For each line below that contains the word "const", return that line.

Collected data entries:
━━━━━━━━━━━━━━━━
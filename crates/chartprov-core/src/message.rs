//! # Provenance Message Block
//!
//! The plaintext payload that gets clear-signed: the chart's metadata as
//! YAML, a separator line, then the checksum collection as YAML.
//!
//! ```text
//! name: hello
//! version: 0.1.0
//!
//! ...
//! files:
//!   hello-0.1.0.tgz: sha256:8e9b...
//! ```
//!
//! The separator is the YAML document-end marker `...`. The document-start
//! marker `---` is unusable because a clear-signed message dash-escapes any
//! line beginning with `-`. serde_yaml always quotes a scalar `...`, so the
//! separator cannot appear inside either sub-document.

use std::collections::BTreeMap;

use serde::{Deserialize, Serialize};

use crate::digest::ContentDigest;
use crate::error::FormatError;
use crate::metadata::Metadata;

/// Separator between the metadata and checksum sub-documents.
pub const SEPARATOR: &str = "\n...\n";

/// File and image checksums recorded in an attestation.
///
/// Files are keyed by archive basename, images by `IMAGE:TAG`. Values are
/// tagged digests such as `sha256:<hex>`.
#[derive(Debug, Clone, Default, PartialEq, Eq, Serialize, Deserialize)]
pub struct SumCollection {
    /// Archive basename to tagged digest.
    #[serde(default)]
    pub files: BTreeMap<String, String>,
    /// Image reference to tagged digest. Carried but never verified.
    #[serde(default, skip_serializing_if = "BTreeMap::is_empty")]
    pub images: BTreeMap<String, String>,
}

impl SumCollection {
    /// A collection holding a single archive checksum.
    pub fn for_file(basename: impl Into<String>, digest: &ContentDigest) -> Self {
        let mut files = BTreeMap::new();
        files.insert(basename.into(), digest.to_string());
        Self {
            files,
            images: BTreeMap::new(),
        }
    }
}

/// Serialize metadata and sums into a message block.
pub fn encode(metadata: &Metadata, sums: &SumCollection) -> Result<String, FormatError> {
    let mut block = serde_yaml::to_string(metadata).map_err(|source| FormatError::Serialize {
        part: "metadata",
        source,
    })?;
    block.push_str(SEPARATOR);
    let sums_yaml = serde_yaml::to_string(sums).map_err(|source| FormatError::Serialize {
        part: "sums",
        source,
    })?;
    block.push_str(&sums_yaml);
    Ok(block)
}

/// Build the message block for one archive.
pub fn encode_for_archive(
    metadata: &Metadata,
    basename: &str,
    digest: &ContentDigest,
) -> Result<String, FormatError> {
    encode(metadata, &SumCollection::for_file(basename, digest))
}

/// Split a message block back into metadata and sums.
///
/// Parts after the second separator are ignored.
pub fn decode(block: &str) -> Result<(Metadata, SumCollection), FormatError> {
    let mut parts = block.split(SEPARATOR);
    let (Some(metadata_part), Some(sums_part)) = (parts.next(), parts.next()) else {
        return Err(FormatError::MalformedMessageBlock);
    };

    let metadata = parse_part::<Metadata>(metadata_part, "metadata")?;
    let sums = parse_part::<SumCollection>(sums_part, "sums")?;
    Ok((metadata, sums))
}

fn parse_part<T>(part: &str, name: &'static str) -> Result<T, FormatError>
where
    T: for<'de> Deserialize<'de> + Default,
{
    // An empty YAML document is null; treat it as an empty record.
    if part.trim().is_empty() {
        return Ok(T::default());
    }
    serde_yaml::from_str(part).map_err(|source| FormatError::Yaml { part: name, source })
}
━━━━━━━━━━━━━━━━
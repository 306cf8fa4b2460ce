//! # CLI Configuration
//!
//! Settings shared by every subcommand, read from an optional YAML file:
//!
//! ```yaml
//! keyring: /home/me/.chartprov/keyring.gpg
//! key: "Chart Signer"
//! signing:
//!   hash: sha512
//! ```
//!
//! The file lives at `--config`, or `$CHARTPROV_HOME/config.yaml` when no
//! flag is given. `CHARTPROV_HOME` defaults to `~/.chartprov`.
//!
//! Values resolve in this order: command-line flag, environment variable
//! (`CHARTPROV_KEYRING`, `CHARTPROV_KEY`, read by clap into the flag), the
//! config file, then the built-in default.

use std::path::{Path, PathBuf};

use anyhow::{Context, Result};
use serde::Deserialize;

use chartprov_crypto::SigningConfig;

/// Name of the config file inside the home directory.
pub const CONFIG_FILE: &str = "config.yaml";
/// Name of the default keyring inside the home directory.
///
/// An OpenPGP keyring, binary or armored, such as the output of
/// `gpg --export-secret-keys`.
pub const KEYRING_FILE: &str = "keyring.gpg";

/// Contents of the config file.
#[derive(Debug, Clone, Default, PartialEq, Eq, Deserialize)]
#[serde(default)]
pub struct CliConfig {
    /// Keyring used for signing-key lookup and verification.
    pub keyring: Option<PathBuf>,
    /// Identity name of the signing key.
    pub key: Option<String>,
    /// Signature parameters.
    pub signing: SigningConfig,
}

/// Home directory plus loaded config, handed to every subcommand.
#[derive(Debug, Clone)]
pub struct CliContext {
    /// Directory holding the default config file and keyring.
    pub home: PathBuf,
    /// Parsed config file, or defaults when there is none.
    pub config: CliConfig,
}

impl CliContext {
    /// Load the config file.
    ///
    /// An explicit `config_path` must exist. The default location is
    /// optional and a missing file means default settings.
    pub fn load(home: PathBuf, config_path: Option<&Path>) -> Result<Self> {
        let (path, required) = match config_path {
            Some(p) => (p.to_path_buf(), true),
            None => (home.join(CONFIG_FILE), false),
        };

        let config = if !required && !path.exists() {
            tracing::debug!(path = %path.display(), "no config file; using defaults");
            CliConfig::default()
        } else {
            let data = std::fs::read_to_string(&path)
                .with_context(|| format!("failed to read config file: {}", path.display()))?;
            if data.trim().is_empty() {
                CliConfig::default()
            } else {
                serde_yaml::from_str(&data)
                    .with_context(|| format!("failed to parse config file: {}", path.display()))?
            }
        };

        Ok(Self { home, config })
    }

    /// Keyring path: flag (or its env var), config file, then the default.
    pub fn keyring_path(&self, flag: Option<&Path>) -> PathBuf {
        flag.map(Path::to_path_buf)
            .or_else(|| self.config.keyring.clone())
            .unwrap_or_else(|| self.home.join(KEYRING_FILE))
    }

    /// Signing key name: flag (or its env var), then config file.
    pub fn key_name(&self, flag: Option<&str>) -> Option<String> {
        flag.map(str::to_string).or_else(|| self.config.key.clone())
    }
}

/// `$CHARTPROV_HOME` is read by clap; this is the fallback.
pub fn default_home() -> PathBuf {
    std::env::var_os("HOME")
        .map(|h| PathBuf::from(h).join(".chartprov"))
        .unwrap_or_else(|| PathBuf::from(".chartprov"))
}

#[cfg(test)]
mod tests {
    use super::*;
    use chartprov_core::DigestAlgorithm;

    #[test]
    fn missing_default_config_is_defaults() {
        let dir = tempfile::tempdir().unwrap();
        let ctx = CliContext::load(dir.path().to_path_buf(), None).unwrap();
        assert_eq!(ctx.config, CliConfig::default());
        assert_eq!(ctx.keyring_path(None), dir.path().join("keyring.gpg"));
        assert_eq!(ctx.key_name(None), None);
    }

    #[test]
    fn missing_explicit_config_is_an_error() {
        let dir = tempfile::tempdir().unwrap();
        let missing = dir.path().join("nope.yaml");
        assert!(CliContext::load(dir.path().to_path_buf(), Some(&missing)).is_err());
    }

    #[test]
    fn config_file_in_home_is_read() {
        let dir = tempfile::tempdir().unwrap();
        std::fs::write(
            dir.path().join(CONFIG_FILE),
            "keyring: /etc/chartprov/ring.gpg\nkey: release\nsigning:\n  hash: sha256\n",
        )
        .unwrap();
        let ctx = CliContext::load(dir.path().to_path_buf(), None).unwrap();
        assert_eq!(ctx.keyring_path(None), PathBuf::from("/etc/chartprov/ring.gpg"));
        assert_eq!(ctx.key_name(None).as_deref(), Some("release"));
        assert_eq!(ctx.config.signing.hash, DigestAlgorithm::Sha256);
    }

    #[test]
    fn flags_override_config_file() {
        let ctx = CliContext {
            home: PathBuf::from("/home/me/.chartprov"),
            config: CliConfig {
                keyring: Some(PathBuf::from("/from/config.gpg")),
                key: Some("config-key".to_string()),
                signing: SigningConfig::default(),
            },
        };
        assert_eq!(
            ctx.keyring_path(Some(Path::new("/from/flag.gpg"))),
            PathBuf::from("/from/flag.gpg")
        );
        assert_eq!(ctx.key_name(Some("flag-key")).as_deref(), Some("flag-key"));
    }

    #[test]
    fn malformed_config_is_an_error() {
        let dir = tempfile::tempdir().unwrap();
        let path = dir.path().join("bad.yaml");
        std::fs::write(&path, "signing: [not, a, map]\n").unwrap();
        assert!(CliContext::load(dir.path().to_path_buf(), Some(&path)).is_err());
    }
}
━━━━━━━━━━━━━━━━
**EXPECTED ANSWER:**
pub const SEPARATOR: &str = "\n...\n";
pub const CONFIG_FILE: &str = "config.yaml";
pub const KEYRING_FILE: &str = "keyring.gpg";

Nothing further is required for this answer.